Le grand Joseph Ratzinger le savait et nous l'a enseigné, affirmant:
«Les voies de Dieu sont différentes: son succès est la croix ... ce n'est pas l'Eglise qui a eu des succès qui nous impresionne, l'Église des papes ou les seigneurs du monde, mais c'est l'église des souffrants qui nous porte à croire, elle est restée durable, elle nous donne l'espérance. Elle est encore un signe que Dieu existe et que l'homme n'est pas seulement un échec, mais qu'il peut être sauvé» (4).
C'est pour cela que Jean-Paul II a proclamé tellement de saints, justement pour indiquer tous ces gens simples qui dans notre vie quotidienne, parmi nous, ont été un signe de la présence vivante du Christ.
Restant pour la plupart inconnus des médias, du monde, ou peut-être même en subissant le mépris et la persécution, parfois même de la Curie (comme c'est arrivé à Padre Pio) (5).

Du reste, le monde laïc occidental - modèle Obama - qui se passionne pour la Curie et le monde clérical (6) (et qui célèbre le Pape sur les couvertures des magazines d'information comme «homme de l'année»), est celui qui se montre le plus éloigné des contenus de la foi.
Et parfois de plus en plus intolérant envers la présence ouverte et claire des chrétiens, jusqu'à essayer de les museler comme cela arrive - sous diverses formes - dans l'Europe laïque actuelle.
Le fait même qu'on ne voit pas cette persécution subtile, qu'elle ne fasse pas scandale, est un signe qu'elle est considéreé comme naturelle, même à droite.
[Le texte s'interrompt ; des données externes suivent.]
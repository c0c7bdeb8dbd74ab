//! Lexical analysis module for the recognizer.
//!
//! This module contains the scanner that converts source text into a
//! stream of tokens for parsing. It handles:
//!
//! - Tokenization through an ordered lexicon of regex rules
//! - Keywords taking priority over variable names
//! - Token position tracking (line and column) for error reporting
//! - Whitespace skipping and the `#` end marker

pub mod lexer;
pub mod tokens;
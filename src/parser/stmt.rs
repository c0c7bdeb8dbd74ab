use crate::{errors::errors::Error, lexer::tokens::TokenKind, parser::expr::parse_expr};

use super::{grammar::Nonterminal, parser::Parser};

/// Program -> StmtList #
pub fn parse_program(parser: &mut Parser) -> Result<(), Error> {
    parser.check_entry(Nonterminal::Program)?;

    parse_stmt_list(parser)?;
    parser.expect(TokenKind::End)?;

    Ok(())
}

/// StmtList -> Stmt StmtList | ε
///
/// The recursion on `StmtList` is a loop; every iteration makes the same
/// one-token decision.
pub fn parse_stmt_list(parser: &mut Parser) -> Result<(), Error> {
    loop {
        parser.check_entry(Nonterminal::StmtList)?;

        match parser.current_token_kind() {
            TokenKind::Id | TokenKind::Var | TokenKind::Print => parse_stmt(parser)?,
            // FOLLOW(StmtList)
            _ => return Ok(()),
        }
    }
}

/// Stmt -> id = Expr | var = Expr | print Expr
pub fn parse_stmt(parser: &mut Parser) -> Result<(), Error> {
    parser.check_entry(Nonterminal::Stmt)?;

    match parser.current_token_kind() {
        TokenKind::Print => {
            parser.expect(TokenKind::Print)?;
        }
        target => {
            parser.expect(target)?;
            parser.expect(TokenKind::Assignment)?;
        }
    }

    parse_expr(parser)
}
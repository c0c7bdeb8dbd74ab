//! Utility macros for the recognizer.
//!
//! - `MK_TOKEN!` - Creates a Token instance
//! - `MK_RULE!` - Creates a lexicon rule from a pattern and an action

/// Creates a Token instance.
///
/// # Example
///
/// ```ignore
/// let token = MK_TOKEN!(TokenKind::Var, "x".to_string(), span);
/// ```
#[macro_export]
macro_rules! MK_TOKEN {
    ($kind:expr, $value:expr, $span:expr) => {
        Token {
            kind: $kind,
            value: $value,
            span: $span,
        }
    };
}

/// Creates a lexicon rule. The pattern is anchored at the scanner cursor.
///
/// # Arguments
///
/// * `$pattern` - Regex source, without the leading `^`
/// * `$action` - The `LexAction` taken on a match
///
/// # Example
///
/// ```ignore
/// MK_RULE!("[ \\t\\r\\n]+", LexAction::Ignore)
/// ```
#[macro_export]
macro_rules! MK_RULE {
    ($pattern:expr, $action:expr) => {
        LexRule {
            regex: Regex::new(&format!("^(?:{})", $pattern)).expect("lexicon pattern must compile"),
            action: $action,
        }
    };
}
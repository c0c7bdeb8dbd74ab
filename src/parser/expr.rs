use crate::{errors::errors::Error, lexer::tokens::TokenKind};

use super::{grammar::Nonterminal, parser::Parser};

/// Expr -> OrExpr OrExprTail
pub fn parse_expr(parser: &mut Parser) -> Result<(), Error> {
    parser.check_entry(Nonterminal::Expr)?;

    parse_or_expr(parser)?;
    parse_or_expr_tail(parser)
}

/// OrExprTail -> or OrExpr OrExprTail | ε
pub fn parse_or_expr_tail(parser: &mut Parser) -> Result<(), Error> {
    loop {
        parser.check_entry(Nonterminal::OrExprTail)?;

        match parser.current_token_kind() {
            TokenKind::Or => {
                parser.expect(TokenKind::Or)?;
                parse_or_expr(parser)?;
            }
            _ => return Ok(()),
        }
    }
}

/// OrExpr -> AndExpr AndExprTail
pub fn parse_or_expr(parser: &mut Parser) -> Result<(), Error> {
    parser.check_entry(Nonterminal::OrExpr)?;

    parse_and_expr(parser)?;
    parse_and_expr_tail(parser)
}

/// AndExprTail -> and AndExpr AndExprTail | ε
pub fn parse_and_expr_tail(parser: &mut Parser) -> Result<(), Error> {
    loop {
        parser.check_entry(Nonterminal::AndExprTail)?;

        match parser.current_token_kind() {
            TokenKind::And => {
                parser.expect(TokenKind::And)?;
                parse_and_expr(parser)?;
            }
            _ => return Ok(()),
        }
    }
}

/// AndExpr -> NotExpr NotExprTail
pub fn parse_and_expr(parser: &mut Parser) -> Result<(), Error> {
    parser.check_entry(Nonterminal::AndExpr)?;

    parse_not_expr(parser)?;
    parse_not_expr_tail(parser)
}

/// NotExpr -> not | ε
pub fn parse_not_expr(parser: &mut Parser) -> Result<(), Error> {
    parser.check_entry(Nonterminal::NotExpr)?;

    if parser.current_token_kind() == TokenKind::Not {
        parser.expect(TokenKind::Not)?;
    }

    Ok(())
}

/// NotExprTail -> ( Expr ) | var | true | false | t | f | 0 | 1
pub fn parse_not_expr_tail(parser: &mut Parser) -> Result<(), Error> {
    parser.check_entry(Nonterminal::NotExprTail)?;

    match parser.current_token_kind() {
        TokenKind::OpenParen => {
            parser.expect(TokenKind::OpenParen)?;
            parse_expr(parser)?;
            parser.expect(TokenKind::CloseParen)?;
        }
        literal => {
            parser.expect(literal)?;
        }
    }

    Ok(())
}
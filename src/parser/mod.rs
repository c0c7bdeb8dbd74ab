//! Predictive parser for the boolean statement language.
//!
//! This module contains an LL(1) recursive-descent recognizer. There is
//! one function per grammar nonterminal, and each picks its production
//! from the single lookahead token by checking it against the rule's
//! FIRST and FOLLOW sets. It handles:
//!
//! - Statement lists, assignments and `print` statements
//! - `or` / `and` chains, `not` and parenthesized expressions
//! - Reporting the first syntax error and stopping
//!
//! No tree is built; a successful parse only means the input belongs to
//! the language.

pub mod expr;
pub mod grammar;
pub mod parser;
pub mod stmt;

#[cfg(test)]
mod tests;
//! Error types and error handling for the recognizer.
//!
//! This module defines the single error type returned by the scanner and
//! the parser. It includes:
//!
//! - Error structures with source position information
//! - Lexical and syntax error variants
//! - The user-facing `Scanner Error` / `Parser Error` messages
//! - Tips shown next to the offending source line

pub mod errors;

#[cfg(test)]
mod tests;
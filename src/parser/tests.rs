//! Unit tests for the parser module.
//!
//! This module contains tests for:
//! - Accepted programs (assignments, prints, chains, nesting)
//! - The position and shape of the first syntax error
//! - Lookahead handling in `expect`
//! - The grammar tables against the production table

use crate::{
    errors::errors::ErrorImpl,
    lexer::{lexer::Scanner, tokens::TokenKind},
};

use super::{
    grammar::{
        compute_first_sets, compute_follow_sets, expected_at, first, follow, is_nullable,
        ll1_conflicts, Nonterminal,
    },
    parser::{parse, Parser},
};

fn check(source: &str) -> Result<(), crate::errors::errors::Error> {
    parse(source.to_string(), Some("test.txt".to_string()))
}

#[test]
fn test_parse_assignment() {
    assert!(check("x = true #").is_ok());
}

#[test]
fn test_parse_print_with_grouping() {
    assert!(check("print (a and b) or not c #").is_ok());
}

#[test]
fn test_parse_end_marker_only() {
    assert!(check("#").is_ok());
}

#[test]
fn test_parse_empty_input() {
    assert!(check("").is_ok());
    assert!(check("  \n\t").is_ok());
}

#[test]
fn test_parse_without_end_marker() {
    assert!(check("x = t").is_ok());
}

#[test]
fn test_parse_id_keyword_as_target() {
    assert!(check("id = 1 #").is_ok());
}

#[test]
fn test_parse_statement_list() {
    let source = "x = t\ny = not x or f and (a or 0)\nprint y\n#";
    assert!(check(source).is_ok());
}

#[test]
fn test_parse_operator_chains() {
    assert!(check("x = a or b or c #").is_ok());
    assert!(check("x = a and b and c #").is_ok());
    assert!(check("x = a and b or c and not d or false #").is_ok());
}

#[test]
fn test_parse_all_literals() {
    assert!(check("print true or false or t or f or 0 or 1 #").is_ok());
}

#[test]
fn test_parse_nested_parentheses() {
    for depth in [1, 10, 100] {
        let source = format!("x = {}v{} #", "(".repeat(depth), ")".repeat(depth));
        assert!(check(&source).is_ok(), "depth {}", depth);
    }
}

#[test]
fn test_parse_is_repeatable() {
    let source = "print (a and b) or not c #";
    assert!(check(source).is_ok());
    assert!(check(source).is_ok());
}

#[test]
fn test_parse_text_after_end_marker_is_not_read() {
    assert!(check("x = t # @@@").is_ok());
}

#[test]
fn test_error_missing_expression() {
    let error = check("x = #").unwrap_err();

    assert_eq!(
        error.get_impl(),
        &ErrorImpl::UnexpectedTokenInRule {
            rule: Nonterminal::Expr,
            expected: expected_at(Nonterminal::Expr),
            found: TokenKind::End,
        }
    );
    assert_eq!(error.get_position().line, 1);
    assert_eq!(error.get_position().column, 4);
}

#[test]
fn test_error_dangling_and() {
    let error = check("x = a and #").unwrap_err();

    match error.get_impl() {
        ErrorImpl::UnexpectedTokenInRule { rule, expected, found } => {
            assert_eq!(*rule, Nonterminal::AndExpr);
            assert_eq!(*found, TokenKind::End);
            for kind in first(Nonterminal::NotExpr).iter().chain(first(Nonterminal::NotExprTail)) {
                assert!(expected.contains(kind));
            }
        }
        other => panic!("unexpected error {:?}", other),
    }
    assert_eq!(error.get_position().column, 10);
}

#[test]
fn test_error_missing_assignment() {
    let error = check("y print true #").unwrap_err();

    assert_eq!(
        error.get_impl(),
        &ErrorImpl::UnexpectedToken {
            expected: TokenKind::Assignment,
            found: TokenKind::Print,
        }
    );
    assert_eq!(error.get_position().column, 2);
    assert_eq!(
        error.to_string(),
        "Parser Error: found print instead of = at line 1 char 3"
    );
}

#[test]
fn test_error_missing_close_paren() {
    let error = check("x = ((a) #").unwrap_err();

    assert_eq!(
        error.get_impl(),
        &ErrorImpl::UnexpectedToken {
            expected: TokenKind::CloseParen,
            found: TokenKind::End,
        }
    );
    assert_eq!(error.get_position().column, 9);
}

#[test]
fn test_error_extra_close_paren() {
    let error = check("x = (a)) #").unwrap_err();

    match error.get_impl() {
        ErrorImpl::UnexpectedTokenInRule { rule, found, .. } => {
            assert_eq!(*rule, Nonterminal::StmtList);
            assert_eq!(*found, TokenKind::CloseParen);
        }
        other => panic!("unexpected error {:?}", other),
    }
    assert_eq!(error.get_position().column, 7);
}

#[test]
fn test_error_keyword_as_variable() {
    let error = check("x = and #").unwrap_err();
    assert!(matches!(
        error.get_impl(),
        ErrorImpl::UnexpectedTokenInRule { rule: Nonterminal::Expr, found: TokenKind::And, .. }
    ));

    let error = check("and = t #").unwrap_err();
    assert!(matches!(
        error.get_impl(),
        ErrorImpl::UnexpectedTokenInRule { rule: Nonterminal::Program, found: TokenKind::And, .. }
    ));
}

#[test]
fn test_error_double_not() {
    let error = check("x = not not a #").unwrap_err();

    assert!(matches!(
        error.get_impl(),
        ErrorImpl::UnexpectedTokenInRule { rule: Nonterminal::NotExprTail, found: TokenKind::Not, .. }
    ));
    assert_eq!(error.get_position().column, 8);
}

#[test]
fn test_error_operator_outside_grammar() {
    let error = check("x = !a #").unwrap_err();

    assert!(!error.is_lexical());
    assert!(matches!(
        error.get_impl(),
        ErrorImpl::UnexpectedTokenInRule { found: TokenKind::Bang, .. }
    ));
}

#[test]
fn test_error_position_on_later_line() {
    let error = check("x = t\nprint y and\n#").unwrap_err();

    assert_eq!(error.get_position().line, 3);
    assert_eq!(error.get_position().column, 0);
}

#[test]
fn test_lexical_error_during_parse() {
    let error = check("x = a & b #").unwrap_err();

    assert!(error.is_lexical());
    assert_eq!(error.get_position().column, 6);
    assert_eq!(error.to_string(), "Scanner Error: at line 1 char 7");
}

#[test]
fn test_lexical_error_in_first_token() {
    let error = check("@").unwrap_err();

    assert!(error.is_lexical());
    assert_eq!(error.get_position().column, 0);
}

#[test]
fn test_expect_advances_lookahead() {
    let mut parser = Parser::new(Scanner::new("x = t".to_string(), None)).unwrap();
    assert_eq!(parser.current_token_kind(), TokenKind::Var);

    let consumed = parser.expect(TokenKind::Var).unwrap();
    assert_eq!(consumed.value, "x");
    assert_eq!(parser.current_token_kind(), TokenKind::Assignment);
}

#[test]
fn test_failed_expect_keeps_lookahead() {
    let mut parser = Parser::new(Scanner::new("x = t".to_string(), None)).unwrap();

    assert!(parser.expect(TokenKind::Print).is_err());
    assert_eq!(parser.current_token_kind(), TokenKind::Var);
    assert_eq!(parser.current_token().value, "x");
}

#[test]
fn test_check_entry_uses_follow_for_nullable_rules() {
    let parser = Parser::new(Scanner::new(")".to_string(), None)).unwrap();

    assert!(parser.check_entry(Nonterminal::OrExprTail).is_ok());
    assert!(parser.check_entry(Nonterminal::AndExprTail).is_ok());
    assert!(parser.check_entry(Nonterminal::Expr).is_err());
    assert!(parser.check_entry(Nonterminal::NotExpr).is_err());
}

#[test]
fn test_first_sets_match_productions() {
    let (computed, nullable) = compute_first_sets();

    for nonterminal in Nonterminal::ALL {
        assert_eq!(first(nonterminal), &computed[&nonterminal], "FIRST({})", nonterminal);
        assert_eq!(is_nullable(nonterminal), nullable.contains(&nonterminal), "nullable {}", nonterminal);
    }
}

#[test]
fn test_follow_sets_match_productions() {
    let computed = compute_follow_sets();

    for nonterminal in Nonterminal::ALL {
        assert_eq!(follow(nonterminal), &computed[&nonterminal], "FOLLOW({})", nonterminal);
    }
}

#[test]
fn test_grammar_is_ll1() {
    assert!(ll1_conflicts().is_empty());
}

#[test]
fn test_expected_at_nullable_rule() {
    let expected = expected_at(Nonterminal::StmtList);
    assert_eq!(
        expected.0,
        vec![TokenKind::Id, TokenKind::Print, TokenKind::Var, TokenKind::End]
    );
}

#[test]
fn test_error_keyword_then_underscore_is_syntax_error() {
    let error = check("and_ = t #").unwrap_err();

    assert!(!error.is_lexical());
    assert_eq!(error.get_position().column, 0);
    assert!(error.to_string().ends_with("at line 1 char 1"));
}
use std::fmt::Display;

use thiserror::Error;

use crate::{lexer::tokens::TokenKind, parser::grammar::Nonterminal, Position};

#[derive(Debug, Clone, PartialEq)]
pub struct Error {
    internal_error: ErrorImpl,
    position: Position,
}

impl Error {
    pub fn new(error_impl: ErrorImpl, position: Position) -> Self {
        Error {
            internal_error: error_impl,
            position,
        }
    }

    pub fn get_position(&self) -> &Position {
        &self.position
    }

    pub fn get_impl(&self) -> &ErrorImpl {
        &self.internal_error
    }

    /// True for scanner failures, false for parser failures.
    pub fn is_lexical(&self) -> bool {
        matches!(self.internal_error, ErrorImpl::UnrecognisedCharacter { .. })
    }

    pub fn get_error_name(&self) -> &str {
        match &self.internal_error {
            ErrorImpl::UnrecognisedCharacter { .. } => "LexicalError",
            ErrorImpl::UnexpectedToken { .. } => "SyntaxError",
            ErrorImpl::UnexpectedTokenInRule { .. } => "SyntaxError",
        }
    }

    pub fn get_tip(&self) -> ErrorTip {
        match &self.internal_error {
            ErrorImpl::UnrecognisedCharacter { character } => ErrorTip::Suggestion(format!(
                "Unrecognised character {:?}, only letters, digits, whitespace and `! ? ( ) = #` are allowed",
                character
            )),
            ErrorImpl::UnexpectedToken { expected: TokenKind::CloseParen, found: TokenKind::End } => {
                ErrorTip::Suggestion(String::from("Input ended inside parentheses, is a `)` missing?"))
            }
            ErrorImpl::UnexpectedToken { expected, .. } => {
                ErrorTip::Suggestion(format!("Expected `{}` here", expected))
            }
            ErrorImpl::UnexpectedTokenInRule { expected, found, .. } => {
                if expected.contains(&TokenKind::Var) && is_reserved_word(*found) {
                    ErrorTip::Suggestion(format!(
                        "`{}` is a keyword and cannot be used as a variable name",
                        found
                    ))
                } else {
                    ErrorTip::None
                }
            }
        }
    }
}

fn is_reserved_word(kind: TokenKind) -> bool {
    matches!(
        kind,
        TokenKind::Id
            | TokenKind::Print
            | TokenKind::Or
            | TokenKind::And
            | TokenKind::Not
            | TokenKind::True
            | TokenKind::False
            | TokenKind::T
            | TokenKind::F
            | TokenKind::Zero
            | TokenKind::One
    )
}

impl Display for Error {
    fn fmt(&self, f: &mut std::fmt::Formatter<'_>) -> std::fmt::Result {
        if self.is_lexical() {
            write!(
                f,
                "Scanner Error: at line {} char {}",
                self.position.line,
                self.position.column + 1
            )
        } else {
            write!(
                f,
                "Parser Error: {} at line {} char {}",
                self.internal_error,
                self.position.line,
                self.position.column + 1
            )
        }
    }
}

impl std::error::Error for Error {}

pub enum ErrorTip {
    None,
    Suggestion(String),
}

impl Display for ErrorTip {
    fn fmt(&self, f: &mut std::fmt::Formatter<'_>) -> std::fmt::Result {
        match self {
            ErrorTip::None => write!(f, ""),
            ErrorTip::Suggestion(suggestion) => write!(f, "{}", suggestion),
        }
    }
}

/// Token kinds a rule would have accepted, in declaration order.
#[derive(Debug, Clone, PartialEq, Eq)]
pub struct ExpectedSet(pub Vec<TokenKind>);

impl ExpectedSet {
    pub fn contains(&self, kind: &TokenKind) -> bool {
        self.0.contains(kind)
    }
}

impl Display for ExpectedSet {
    fn fmt(&self, f: &mut std::fmt::Formatter<'_>) -> std::fmt::Result {
        let names: Vec<&str> = self.0.iter().map(|kind| kind.as_str()).collect();
        write!(f, "{}", names.join(", "))
    }
}

#[derive(Error, Debug, Clone, PartialEq)]
pub enum ErrorImpl {
    #[error("unrecognised character {character:?}")]
    UnrecognisedCharacter { character: char },
    #[error("found {found} instead of {expected}")]
    UnexpectedToken { expected: TokenKind, found: TokenKind },
    #[error("In rule {rule}: {expected} expected, found {found}")]
    UnexpectedTokenInRule {
        rule: Nonterminal,
        expected: ExpectedSet,
        found: TokenKind,
    },
}
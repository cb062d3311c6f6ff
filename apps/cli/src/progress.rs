//! Renders run events: one block per model plus a byte progress bar

use console::style;
use indicatif::{ProgressBar, ProgressStyle};
use modelgrab_types::{ItemOutcome, RunEvent};
use tokio::sync::mpsc;
use tokio::task::JoinHandle;

/// Prints each run decision as it happens
pub struct RunReporter {
    bar: Option<ProgressBar>,
}

impl RunReporter {
    pub fn new() -> Self {
        Self { bar: None }
    }

    pub fn handle_event(&mut self, event: &RunEvent) {
        match event {
            RunEvent::CatalogStarted { username } => {
                println!("Fetching models for user: {}", style(username).bold());
            }

            RunEvent::PageFetched { count, total } => {
                println!("Found {} models (Total: {})", count, total);
            }

            RunEvent::CatalogFetchFailed { status, body } => {
                println!(
                    "{} Error fetching models: {}",
                    style("✗").red().bold(),
                    status
                );
                if !body.is_empty() {
                    println!("{}", style(body).dim());
                }
            }

            RunEvent::CatalogFinished { total } => {
                if *total == 0 {
                    println!("No models found or unable to fetch models");
                } else {
                    println!();
                    println!("Found {} total models", style(total).bold());
                }
            }

            RunEvent::MetadataSaved { path } => {
                if let Some(dir) = path.parent() {
                    println!("Downloading to: {}", dir.display());
                }
                println!("{}", "-".repeat(60));
                println!("Saved metadata to: {}", path.display());
            }

            RunEvent::ItemStarted {
                index,
                total,
                uid,
                name,
                license,
                downloadable,
            } => {
                println!();
                println!("[{}/{}] {}", index, total, style(name).bold());
                println!("  UID: {}", uid);
                println!("  License: {}", license);
                println!("  Downloadable: {}", downloadable);
            }

            RunEvent::ItemProgress {
                downloaded, total, ..
            } => {
                let bar = self.bar.get_or_insert_with(|| {
                    let pb = ProgressBar::new(total.unwrap_or(0));
                    pb.set_style(
                        ProgressStyle::default_bar()
                            .template("  [{bar:40.cyan/blue}] {percent:>3}% {bytes}/{total_bytes} ({bytes_per_sec})")
                            .unwrap_or_else(|_| ProgressStyle::default_bar())
                            .progress_chars("█▓▒░  "),
                    );
                    pb
                });
                if let Some(total) = total {
                    bar.set_length(*total);
                }
                bar.set_position(*downloaded);
            }

            RunEvent::ItemFinished { outcome, .. } => {
                if let Some(bar) = self.bar.take() {
                    bar.finish_and_clear();
                }
                print_outcome(outcome);
            }

            RunEvent::RunFinished { .. } => {}
        }
    }

    pub fn finish(&mut self) {
        if let Some(bar) = self.bar.take() {
            bar.abandon();
        }
    }
}

impl Default for RunReporter {
    fn default() -> Self {
        Self::new()
    }
}

fn print_outcome(outcome: &ItemOutcome) {
    match outcome {
        ItemOutcome::Downloaded { path, bytes } => {
            let name = path
                .file_name()
                .map(|n| n.to_string_lossy().into_owned())
                .unwrap_or_else(|| path.display().to_string());
            println!(
                "  {} Success! Saved to: {} ({})",
                style("✓").green().bold(),
                style(name).cyan(),
                crate::output::format_bytes(*bytes)
            );
        }
        ItemOutcome::AlreadyPresent { bytes, .. } => {
            println!(
                "  {} Already exists ({} bytes) - Skipping",
                style("⊙").yellow(),
                bytes
            );
        }
        ItemOutcome::SkippedLicense { .. } => {
            println!("  {} Skipped: License not in allowed list", style("○").dim());
        }
        ItemOutcome::Failed { reason } => {
            println!("  {} Failed: {}", style("✗").red().bold(), reason);
        }
    }
}

/// Render events from `rx` on a background task until the sender side closes
pub fn spawn_reporter(mut rx: mpsc::UnboundedReceiver<RunEvent>) -> JoinHandle<()> {
    tokio::spawn(async move {
        let mut reporter = RunReporter::new();
        while let Some(event) = rx.recv().await {
            reporter.handle_event(&event);
        }
        reporter.finish();
    })
}
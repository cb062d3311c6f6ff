//! License-gated downloader
//!
//! Key behaviour:
//! - Entries are processed one at a time, in catalog order
//! - License and downloadability are checked before any request is made
//! - An existing destination file counts as success; nothing is transferred
//!   and its content is not compared against the remote copy
//! - Per-item failures are tallied and the loop moves on; only filesystem
//!   errors stop the run

use crate::client::ApiClient;
use crate::error::{FetchError, ItemError};
use crate::events::EventSink;
use crate::license::LicenseFilter;
use crate::naming::destination_filename;
use futures::StreamExt;
use modelgrab_types::{CatalogEntry, DownloadResolution, ItemOutcome, RunEvent, RunSummary};
use std::path::Path;
use std::time::{Duration, Instant};
use tokio::fs::File;
use tokio::io::AsyncWriteExt;
use tracing::{debug, info, warn};
use url::Url;

/// Minimum interval between progress events for one item
const PROGRESS_INTERVAL: Duration = Duration::from_millis(250);

pub struct Downloader {
    api: ApiClient,
    events: EventSink,
}

impl Downloader {
    pub fn new(api: ApiClient, events: EventSink) -> Self {
        Self { api, events }
    }

    /// Process every entry in order and tally the outcomes
    pub async fn run(
        &self,
        entries: &[CatalogEntry],
        filter: &LicenseFilter,
        dest_dir: &Path,
    ) -> Result<RunSummary, FetchError> {
        let mut summary = RunSummary::new(entries.len());

        for (index, entry) in entries.iter().enumerate() {
            self.emit(RunEvent::ItemStarted {
                index: index + 1,
                total: entries.len(),
                uid: entry.uid.clone(),
                name: entry.name.clone(),
                license: entry.license_label().to_string(),
                downloadable: entry.is_downloadable,
            });

            let outcome = match self.process_entry(entry, filter, dest_dir).await {
                Ok(outcome) => outcome,
                Err(ItemError::Io(e)) => return Err(FetchError::Io(e)),
                Err(e) => {
                    warn!("Model {} failed: {}", entry.uid, e);
                    ItemOutcome::Failed {
                        reason: e.to_string(),
                    }
                }
            };

            summary.record(&outcome);
            self.emit(RunEvent::ItemFinished {
                uid: entry.uid.clone(),
                outcome,
            });
        }

        summary.finish();
        Ok(summary)
    }

    /// Decide and carry out what happens to one entry
    pub async fn process_entry(
        &self,
        entry: &CatalogEntry,
        filter: &LicenseFilter,
        dest_dir: &Path,
    ) -> Result<ItemOutcome, ItemError> {
        let label = entry.license_label();
        if !filter.matches(label) {
            debug!("Model {} skipped, license {:?} not allowed", entry.uid, label);
            return Ok(ItemOutcome::SkippedLicense {
                label: label.to_string(),
            });
        }

        if !entry.is_downloadable {
            return Err(ItemError::NotDownloadable);
        }

        let result = self.fetch_entry(entry, dest_dir).await;

        let config = self.api.config();
        let pause = match &result {
            Ok(ItemOutcome::AlreadyPresent { .. }) => config.existing_delay,
            _ => config.item_delay,
        };
        tokio::time::sleep(pause).await;

        result
    }

    async fn fetch_entry(
        &self,
        entry: &CatalogEntry,
        dest_dir: &Path,
    ) -> Result<ItemOutcome, ItemError> {
        let location = self.resolve(&entry.uid).await?;
        let url = Url::parse(&location).map_err(|_| ItemError::InvalidUrl(location.clone()))?;

        let path = dest_dir.join(destination_filename(&entry.name, &entry.uid, &url));

        if let Ok(metadata) = tokio::fs::metadata(&path).await {
            info!("Model {} already exists at {}", entry.uid, path.display());
            return Ok(ItemOutcome::AlreadyPresent {
                path,
                bytes: metadata.len(),
            });
        }

        let bytes = self.transfer(&entry.uid, url, &path).await?;
        info!("Model {} saved to {} ({} bytes)", entry.uid, path.display(), bytes);

        Ok(ItemOutcome::Downloaded { path, bytes })
    }

    /// Ask the API where the payload of `uid` lives
    async fn resolve(&self, uid: &str) -> Result<String, ItemError> {
        let endpoint = self.api.download_endpoint(uid);
        debug!("Resolving download for {}: {}", uid, endpoint);

        let response = self
            .api
            .api_get(endpoint.as_str())
            .timeout(self.api.config().resolve_timeout)
            .send()
            .await?;

        let status = response.status();
        if !status.is_success() {
            return Err(ItemError::ResolutionStatus(status.as_u16()));
        }

        let body = response.bytes().await?;
        let resolution: DownloadResolution = serde_json::from_slice(&body)
            .map_err(|e| ItemError::InvalidResolution(e.to_string()))?;

        resolution
            .location()
            .map(str::to_string)
            .ok_or(ItemError::NoDownloadUrl)
    }

    /// Stream the payload at `url` into `path`, returning the bytes written.
    ///
    /// A transfer that fails midway leaves the partial file behind.
    async fn transfer(&self, uid: &str, url: Url, path: &Path) -> Result<u64, ItemError> {
        let response = self.api.payload_get(url).send().await?;

        let status = response.status();
        if !status.is_success() {
            return Err(ItemError::TransferStatus(status.as_u16()));
        }

        let total = response.content_length().filter(|len| *len > 0);
        let mut file = File::create(path).await?;
        let mut stream = response.bytes_stream();

        let mut downloaded: u64 = 0;
        let mut last_progress = Instant::now();

        while let Some(chunk) = stream.next().await {
            let chunk = chunk?;
            file.write_all(&chunk).await?;
            downloaded += chunk.len() as u64;

            if total.is_some() && last_progress.elapsed() >= PROGRESS_INTERVAL {
                self.emit(RunEvent::ItemProgress {
                    uid: uid.to_string(),
                    downloaded,
                    total,
                });
                last_progress = Instant::now();
            }
        }

        file.flush().await?;

        if total.is_some() {
            self.emit(RunEvent::ItemProgress {
                uid: uid.to_string(),
                downloaded,
                total,
            });
        }

        Ok(downloaded)
    }

    fn emit(&self, event: RunEvent) {
        self.events.emit(event);
    }
}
Par conséquent, il est malheureusement prévisible qu'elle devienne de plus en plus lourde.

Un prophète de notre temps, don Luigi Giussani (7), annonçait déjà il y a vingt ans:

«Une vraie persécution? Oui. La colère du monde, aujourd'hui ne se lève pas devant le mot Église, elle reste calme même à l'idée que l'on puisse se définir catholique, ou devant la figure du Pape dépeint comme une autorité morale. Et même, il est un respect formelle, qui peut être sincère. La haine se déchaîne - à peine contenue, mais qui va bientôt débordera - contre les catholiques qui se posent comme tels, les catholiques qui se meuvent dans la simplicité de la Tradition» (“Un evento. Ecco perché ci odiano”, dans “Un avvenimento di vita, cioè una storia”).
Déjà Giussani - comme on le voit - avait saisi cet étrange paradoxe d'un cléricalisme laïciste qui prospère à l'intérieur d'un anti-christianisme intolérant.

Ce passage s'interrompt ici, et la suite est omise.